Beta-adrenergic blockade attenuates insulin resistance induced by tumor necrosis factor.

The macrophage secretory product tumor necrosis factor (TNF) impairs insulin action on peripheral glucose uptake and hepatic glucose output. Because circulating catecholamines are also elevated by TNF, the present study was performed to determine the role of the adrenergic system in eliciting the insulin resistance. Human recombinant TNF (1 microgram.h-1.kg-1) was infused intravenously into chronically catheterized fasted rats for approximately 18 h. Before TNF, an infusion of either saline, propranolol (nonselective beta-antagonist), atenolol (selective beta 1-antagonist), or phentolamine (alpha-antagonist) was started and continued throughout the experimental protocol. Infusion of either the alpha- or beta-receptor antagonist failed to prevent the TNF-induced increase in basal glucose uptake or hepatic glucose output.
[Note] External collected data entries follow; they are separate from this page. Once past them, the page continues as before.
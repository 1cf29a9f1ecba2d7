//! Main entry point for the fragstats assistant
//!
//! Reads chat messages line by line from stdin, answers the ones addressed to
//! the assistant on stdout, watches the scoreboard for game activity and
//! serves health and metrics over HTTP until shut down.

use anyhow::Result;
use clap::Parser;
use fragstats::config::AppConfig;
use fragstats::metrics::{HealthServer, HealthServerConfig, MetricsCollector};
use fragstats::rating::history::{JsonMatchHistory, MatchHistoryProvider};
use fragstats::service::{serve, CommandDispatcher, LineTransport};
use fragstats::teams::roster::{JsonRosterProvider, RosterProvider};
use fragstats::tracker::{ActivityEvent, ActivityTracker};
use fragstats::utils::current_timestamp;
use std::path::PathBuf;
use std::sync::Arc;
use tokio::io::BufReader;
use tokio::signal;
use tokio::sync::broadcast;
use tracing::{error, info, warn};

/// Fragstats - match statistics and team balancing for a shooter community
#[derive(Parser)]
#[command(
    name = "fragstats",
    version,
    about = "Chat assistant for balanced teams and skill rankings",
    long_about = "Fragstats answers chat commands for balanced team splits and TrueSkill-style \
                 skill leaderboards computed from round history. Messages are read from stdin, \
                 one per line, and replies are written to stdout."
)]
struct Args {
    /// Configuration file path
    #[arg(
        short,
        long,
        value_name = "FILE",
        help = "Path to configuration file (TOML format)"
    )]
    config: Option<PathBuf>,

    /// Log level override
    #[arg(
        short,
        long,
        value_name = "LEVEL",
        help = "Override log level (trace, debug, info, warn, error)"
    )]
    log_level: Option<String>,

    /// Roster file override
    #[arg(long, value_name = "FILE", help = "Override roster JSON file")]
    roster: Option<PathBuf>,

    /// Round history file override
    #[arg(long, value_name = "FILE", help = "Override round history JSON file")]
    rounds: Option<PathBuf>,

    /// Mention token override
    #[arg(long, value_name = "TOKEN", help = "Token that addresses the assistant")]
    mention: Option<String>,

    /// HTTP port override
    #[arg(long, value_name = "PORT", help = "Override health and metrics port")]
    health_port: Option<u16>,

    /// Run a single command and exit
    #[arg(
        long,
        value_name = "COMMAND",
        help = "Answer one command (e.g. \"teams exclude bob\") and exit"
    )]
    command: Option<String>,

    /// Disable game activity tracking
    #[arg(long, help = "Do not poll the roster for game activity")]
    no_tracker: bool,

    /// Enable debug mode
    #[arg(short, long, help = "Enable debug mode with verbose logging")]
    debug: bool,

    /// Dry run mode (validate config and exit)
    #[arg(
        long,
        help = "Validate configuration and exit without starting service"
    )]
    dry_run: bool,
}

/// Initialize structured logging with the configured level.
/// Logs go to stderr since stdout carries replies.
fn init_logging(log_level: &str) -> Result<()> {
    let subscriber = tracing_subscriber::fmt()
        .with_env_filter(
            tracing_subscriber::EnvFilter::try_from_default_env()
                .unwrap_or_else(|_| log_level.into()),
        )
        .with_writer(std::io::stderr)
        .with_target(false)
        .with_thread_ids(true)
        .with_line_number(true)
        .finish();

    tracing::subscriber::set_global_default(subscriber)
        .map_err(|e| anyhow::anyhow!("Failed to initialize logging: {}", e))?;

    Ok(())
}

/// Wait for shutdown signals (SIGINT, SIGTERM)
async fn wait_for_shutdown_signal() {
    let ctrl_c = async {
        if let Err(e) = signal::ctrl_c().await {
            error!("Failed to listen for Ctrl+C: {}", e);
            std::future::pending::<()>().await;
        }
    };

    #[cfg(unix)]
    let terminate = async {
        match signal::unix::signal(signal::unix::SignalKind::terminate()) {
            Ok(mut sigterm) => {
                sigterm.recv().await;
            }
            Err(e) => {
                error!("Failed to install SIGTERM handler: {}", e);
                std::future::pending::<()>().await;
            }
        }
    };

    #[cfg(not(unix))]
    let terminate = std::future::pending::<()>();

    tokio::select! {
        _ = ctrl_c => {
            info!("Received SIGINT (Ctrl+C) signal");
        },
        _ = terminate => {
            info!("Received SIGTERM signal");
        },
    }
}

/// Poll the roster total and log game starts and ends
async fn activity_task(
    roster: Arc<dyn RosterProvider>,
    metrics: Arc<MetricsCollector>,
    config: AppConfig,
    mut shutdown: broadcast::Receiver<()>,
) {
    let mut tracker = ActivityTracker::new(config.inactivity_timeout());
    let mut interval = tokio::time::interval(config.poll_interval());

    loop {
        tokio::select! {
            _ = shutdown.recv() => break,
            _ = interval.tick() => {
                let roster = roster.clone();
                let total = match tokio::task::spawn_blocking(move || roster.total_score()).await {
                    Ok(Ok(total)) => total,
                    Ok(Err(e)) => {
                        warn!("Could not read scoreboard total: {}", e);
                        continue;
                    }
                    Err(e) => {
                        error!("Scoreboard poll task failed: {}", e);
                        continue;
                    }
                };

                let (next, event) = tracker.observe(total, current_timestamp());
                tracker = next;

                match event {
                    Some(ActivityEvent::GameStarted { at }) => {
                        info!("Game started at {}", at);
                        metrics.record_game_event(true);
                    }
                    Some(ActivityEvent::GameEnded { at }) => {
                        info!("Game ended at {}", at);
                        metrics.record_game_event(false);
                    }
                    None => {}
                }
            }
        }
    }

    info!("Activity tracker stopped");
}

/// Display startup banner with service information
fn display_startup_banner(config: &AppConfig) {
    info!("Fragstats statistics assistant");
    info!("   Service: {}", config.service.name);
    info!("   Log level: {}", config.service.log_level);
    info!("   Health port: {}", config.service.health_port);
    info!("   Mention: {}", config.service.mention);
    info!("   Roster: {}", config.data.roster_path.display());
    info!("   Rounds: {}", config.data.rounds_path.display());
    info!("   Rating model: {:?}", config.rating.model);
    info!("   Max roster size: {}", config.teams.max_roster_size);
    info!("   Activity tracker: {}", config.tracker.enabled);
}

/// Load and merge configuration from file or environment and CLI arguments
fn load_config(args: &Args) -> Result<AppConfig> {
    let mut config = if let Some(config_path) = &args.config {
        AppConfig::from_file(config_path)?
    } else {
        AppConfig::from_env()?
    };

    // Apply CLI overrides
    if let Some(log_level) = &args.log_level {
        config.service.log_level = log_level.clone();
    }

    if args.debug {
        config.service.log_level = "debug".to_string();
    }

    if let Some(roster) = &args.roster {
        config.data.roster_path = roster.clone();
    }

    if let Some(rounds) = &args.rounds {
        config.data.rounds_path = rounds.clone();
    }

    if let Some(mention) = &args.mention {
        config.service.mention = mention.clone();
    }

    if let Some(port) = args.health_port {
        config.service.health_port = port;
    }

    if args.no_tracker {
        config.tracker.enabled = false;
    }

    fragstats::config::validate_config(&config)?;
    Ok(config)
}

#[tokio::main]
async fn main() -> Result<()> {
    // Parse command line arguments
    let args = Args::parse();

    // Load configuration (CLI args can override environment/config file)
    let config = load_config(&args).unwrap_or_else(|e| {
        eprintln!("Configuration error: {}", e);
        std::process::exit(1);
    });

    // Initialize logging early (before any other operations)
    if let Err(e) = init_logging(&config.service.log_level) {
        eprintln!("Failed to initialize logging: {}", e);
        std::process::exit(1);
    }

    if args.dry_run {
        info!("Configuration validation successful");
        display_startup_banner(&config);
        info!("Dry run completed - exiting without starting service");
        return Ok(());
    }

    let roster: Arc<dyn RosterProvider> =
        Arc::new(JsonRosterProvider::new(config.data.roster_path.clone()));
    let history: Arc<dyn MatchHistoryProvider> =
        Arc::new(JsonMatchHistory::new(config.data.rounds_path.clone()));
    let metrics = Arc::new(MetricsCollector::new()?);
    let dispatcher = Arc::new(CommandDispatcher::new(
        &config,
        roster.clone(),
        history.clone(),
        metrics.clone(),
    )?);

    if let Some(command) = &args.command {
        let dispatcher = dispatcher.clone();
        let command = command.clone();
        let reply = tokio::task::spawn_blocking(move || dispatcher.handle(&command)).await?;
        println!("{}", reply);
        return Ok(());
    }

    display_startup_banner(&config);

    let (shutdown_tx, _) = broadcast::channel::<()>(4);

    // Health and metrics endpoints
    let health_server = Arc::new(
        HealthServer::new(
            HealthServerConfig {
                port: config.service.health_port,
                ..Default::default()
            },
            metrics.clone(),
        )
        .with_sources(roster.clone(), history.clone()),
    );
    let health_task = {
        let health_server = health_server.clone();
        tokio::spawn(async move {
            if let Err(e) = health_server.start().await {
                error!("Health server failed: {}", e);
            }
        })
    };

    // Game activity tracking
    let activity = config.tracker.enabled.then(|| {
        tokio::spawn(activity_task(
            roster.clone(),
            metrics.clone(),
            config.clone(),
            shutdown_tx.subscribe(),
        ))
    });

    // Signals feed the same shutdown channel as end of input
    {
        let shutdown_tx = shutdown_tx.clone();
        tokio::spawn(async move {
            wait_for_shutdown_signal().await;
            let _ = shutdown_tx.send(());
        });
    }

    info!("Fragstats is running, listening for '{}' on stdin", config.service.mention);

    let mut transport = LineTransport::new(BufReader::new(tokio::io::stdin()), tokio::io::stdout());
    match serve(
        &mut transport,
        dispatcher,
        &config.service.mention,
        config.service.max_concurrent_operations,
        shutdown_tx.subscribe(),
    )
    .await
    {
        Ok(stats) => info!(
            "Transport finished - {} messages, {} commands, {} ignored",
            stats.received, stats.handled, stats.ignored
        ),
        Err(e) => error!("Transport failed: {}", e),
    }

    // Begin graceful shutdown
    info!("Beginning graceful shutdown...");
    let _ = shutdown_tx.send(());
    health_server.stop().await?;

    let shutdown = async {
        if let Some(activity) = activity {
            let _ = activity.await;
        }
        let _ = health_task.await;
    };

    match tokio::time::timeout(config.shutdown_timeout(), shutdown).await {
        Ok(()) => info!("Graceful shutdown completed successfully"),
        Err(_) => warn!("Shutdown timeout exceeded, forcing exit"),
    }

    info!("Fragstats stopped");
    Ok(())
}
Under euglycemic hyperinsulinemic conditions, whole body glucose disposal was lower in TNF-infused rats than in control animals. This resulted from a decreased rate of insulin-stimulated glucose uptake by skeletal muscle, skin, and intestine. In propranolol-infused rats, but not in those receiving atenolol or phentolamine, the TNF-induced decrease in whole body glucose uptake was partially prevented. Propranolol attenuated the development of peripheral insulin resistance by selectively preventing the decrease in glucose uptake by skeletal muscle but not by skin and ileum. Propranolol was also able to ameliorate the hepatic insulin resistance produced by TNF. These results suggest that beta-adrenergic stimulation, probably mediated by a beta 2-adrenergic mechanism, is partially responsible for the development of both peripheral and hepatic insulin resistance in animals infused with TNF.